Once you reach the line containing "impl Index<usize> for", reproduce it and every later line exactly, through the end of the data.

Content starts

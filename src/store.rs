//! Word vectors and the word2vec file formats.
//!
//! Binary format, as written by the C word2vec with `-binary 1`:
//!
//! ```text
//! <num_words> <size>\n
//! <word> <size little-endian f32s>\n      (repeated num_words times)
//! ```
//!
//! The newline after each vector is optional when reading. The text format
//! has the same header, then one line per word with the values written as
//! decimal numbers separated by spaces.

use std::collections::HashMap;
use std::fs::File;
use std::io::{BufRead, BufReader, BufWriter, ErrorKind, Write};
use std::ops::Index;
use std::path::Path;

use tracing::info;

use crate::mmap::{WindowedReader, ONE_GB};
use crate::search::SearchEngine;
use crate::{Error, Result};

/// A vocabulary and one embedding vector per word.
#[derive(Debug, Clone, PartialEq)]
pub struct VectorStore {
    /// Embedding vector length (number of dimensions).
    size: usize,

    /// The vocabulary.
    vocab: Vec<String>,

    index: HashMap<String, usize>,

    /// `embeddings[k * size..(k+1) * size]` is the vector embedding for word `k`.
    embeddings: Vec<f32>,
}

impl Index<usize> for VectorStore {
    type Output = [f32];

    fn index(&self, i: usize) -> &[f32] {
        &self.embeddings[i * self.size..][..self.size]
    }
}

fn parse_header(line: &str) -> Result<(usize, usize)> {
    let mut fields = line.split_whitespace();
    let mut field = |what: &str| -> Result<usize> {
        fields
            .next()
            .ok_or_else(|| Error::format(format!("expected {what} in header {line:?}")))?
            .parse()
            .map_err(|_| Error::format(format!("invalid {what} in header {line:?}")))
    };
    let num_words = field("word count")?;
    let size = field("vector size")?;
    if fields.next().is_some() {
        return Err(Error::format(format!("unexpected extra fields in header {line:?}")));
    }
    if size == 0 {
        return Err(Error::format("vector size in header is zero"));
    }
    if num_words.checked_mul(size).is_none() {
        return Err(Error::format(format!("header {line:?} describes too many values")));
    }
    Ok((num_words, size))
}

Content ends

_Answer for the task_.
impl Index<usize> for VectorStore {
    type Output = [f32];

    fn index(&self, i: usize) -> &[f32] {
        &self.embeddings[i * self.size..][..self.size]
    }
}

fn parse_header(line: &str) -> Result<(usize, usize)> {
    let mut fields = line.split_whitespace();
    let mut field = |what: &str| -> Result<usize> {
        fields
            .next()
            .ok_or_else(|| Error::format(format!("expected {what} in header {line:?}")))?
            .parse()
            .map_err(|_| Error::format(format!("invalid {what} in header {line:?}")))
    };
    let num_words = field("word count")?;
    let size = field("vector size")?;
    if fields.next().is_some() {
        return Err(Error::format(format!("unexpected extra fields in header {line:?}")));
    }
    if size == 0 {
        return Err(Error::format("vector size in header is zero"));
    }
    if num_words.checked_mul(size).is_none() {
        return Err(Error::format(format!("header {line:?} describes too many values")));
    }
    Ok((num_words, size))
}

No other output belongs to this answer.